Show every line of the records below that contains the word "platform".

══ Data extract ══

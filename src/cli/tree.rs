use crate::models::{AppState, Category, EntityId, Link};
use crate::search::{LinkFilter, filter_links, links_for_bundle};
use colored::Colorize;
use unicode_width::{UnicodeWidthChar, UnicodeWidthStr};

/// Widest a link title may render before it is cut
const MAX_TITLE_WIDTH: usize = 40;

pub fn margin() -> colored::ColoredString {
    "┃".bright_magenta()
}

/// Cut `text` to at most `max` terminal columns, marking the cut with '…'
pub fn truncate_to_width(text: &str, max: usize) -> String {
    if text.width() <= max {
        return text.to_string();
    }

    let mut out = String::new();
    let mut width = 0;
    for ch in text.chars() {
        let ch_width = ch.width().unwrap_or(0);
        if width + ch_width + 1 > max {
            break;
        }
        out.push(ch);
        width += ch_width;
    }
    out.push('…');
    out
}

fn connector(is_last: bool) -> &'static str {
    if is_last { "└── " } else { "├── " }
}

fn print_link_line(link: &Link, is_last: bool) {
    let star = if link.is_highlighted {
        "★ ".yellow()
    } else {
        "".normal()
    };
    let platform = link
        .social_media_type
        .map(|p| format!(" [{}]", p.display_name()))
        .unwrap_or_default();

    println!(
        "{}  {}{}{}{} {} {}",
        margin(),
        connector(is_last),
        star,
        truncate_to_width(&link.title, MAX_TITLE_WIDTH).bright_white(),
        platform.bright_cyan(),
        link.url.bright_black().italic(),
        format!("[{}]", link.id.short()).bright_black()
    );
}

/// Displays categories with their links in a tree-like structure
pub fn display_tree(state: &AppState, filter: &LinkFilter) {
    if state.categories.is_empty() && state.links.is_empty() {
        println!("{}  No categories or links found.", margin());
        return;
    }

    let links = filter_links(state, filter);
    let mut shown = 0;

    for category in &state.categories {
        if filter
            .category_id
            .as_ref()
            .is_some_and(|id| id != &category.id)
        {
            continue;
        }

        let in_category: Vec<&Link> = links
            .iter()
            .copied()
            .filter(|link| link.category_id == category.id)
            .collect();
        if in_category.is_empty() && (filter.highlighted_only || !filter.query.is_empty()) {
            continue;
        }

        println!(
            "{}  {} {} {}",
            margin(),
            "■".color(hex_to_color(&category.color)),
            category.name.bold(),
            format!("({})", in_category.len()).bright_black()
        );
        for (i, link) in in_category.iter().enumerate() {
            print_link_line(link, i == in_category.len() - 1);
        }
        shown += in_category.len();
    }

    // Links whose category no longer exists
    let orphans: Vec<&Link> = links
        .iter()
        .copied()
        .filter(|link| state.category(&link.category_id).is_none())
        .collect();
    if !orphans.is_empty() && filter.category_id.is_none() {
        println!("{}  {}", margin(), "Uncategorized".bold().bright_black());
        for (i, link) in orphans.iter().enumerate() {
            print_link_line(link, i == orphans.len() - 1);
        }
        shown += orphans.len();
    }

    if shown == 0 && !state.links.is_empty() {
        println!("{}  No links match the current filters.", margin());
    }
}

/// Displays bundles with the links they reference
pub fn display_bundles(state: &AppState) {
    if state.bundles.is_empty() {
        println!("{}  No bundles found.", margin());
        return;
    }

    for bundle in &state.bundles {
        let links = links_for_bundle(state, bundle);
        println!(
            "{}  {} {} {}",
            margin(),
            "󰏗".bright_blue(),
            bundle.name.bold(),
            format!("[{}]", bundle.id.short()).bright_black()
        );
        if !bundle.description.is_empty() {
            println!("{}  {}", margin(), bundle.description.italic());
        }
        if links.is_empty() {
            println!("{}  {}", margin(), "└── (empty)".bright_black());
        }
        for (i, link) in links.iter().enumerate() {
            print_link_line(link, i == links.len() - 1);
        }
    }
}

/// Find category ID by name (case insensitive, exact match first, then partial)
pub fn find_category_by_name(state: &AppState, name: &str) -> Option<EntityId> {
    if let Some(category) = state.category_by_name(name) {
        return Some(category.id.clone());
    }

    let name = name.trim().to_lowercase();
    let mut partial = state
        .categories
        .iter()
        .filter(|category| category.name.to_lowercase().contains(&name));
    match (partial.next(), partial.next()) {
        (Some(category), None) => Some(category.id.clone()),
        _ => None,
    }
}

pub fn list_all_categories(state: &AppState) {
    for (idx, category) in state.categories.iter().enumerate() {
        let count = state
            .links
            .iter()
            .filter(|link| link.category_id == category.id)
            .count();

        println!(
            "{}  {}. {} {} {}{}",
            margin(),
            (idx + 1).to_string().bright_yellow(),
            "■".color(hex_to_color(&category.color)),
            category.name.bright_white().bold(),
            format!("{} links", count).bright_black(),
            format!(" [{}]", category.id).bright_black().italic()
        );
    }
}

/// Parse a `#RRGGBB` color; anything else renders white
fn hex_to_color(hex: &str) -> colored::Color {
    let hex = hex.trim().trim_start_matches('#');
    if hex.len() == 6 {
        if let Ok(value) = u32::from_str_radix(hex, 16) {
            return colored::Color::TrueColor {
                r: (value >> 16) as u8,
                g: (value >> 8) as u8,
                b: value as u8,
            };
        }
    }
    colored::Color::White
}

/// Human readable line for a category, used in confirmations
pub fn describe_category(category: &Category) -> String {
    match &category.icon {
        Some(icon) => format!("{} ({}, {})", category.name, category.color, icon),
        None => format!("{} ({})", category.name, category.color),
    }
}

═══

Your response:
    let platform = link
        platform.bright_cyan(),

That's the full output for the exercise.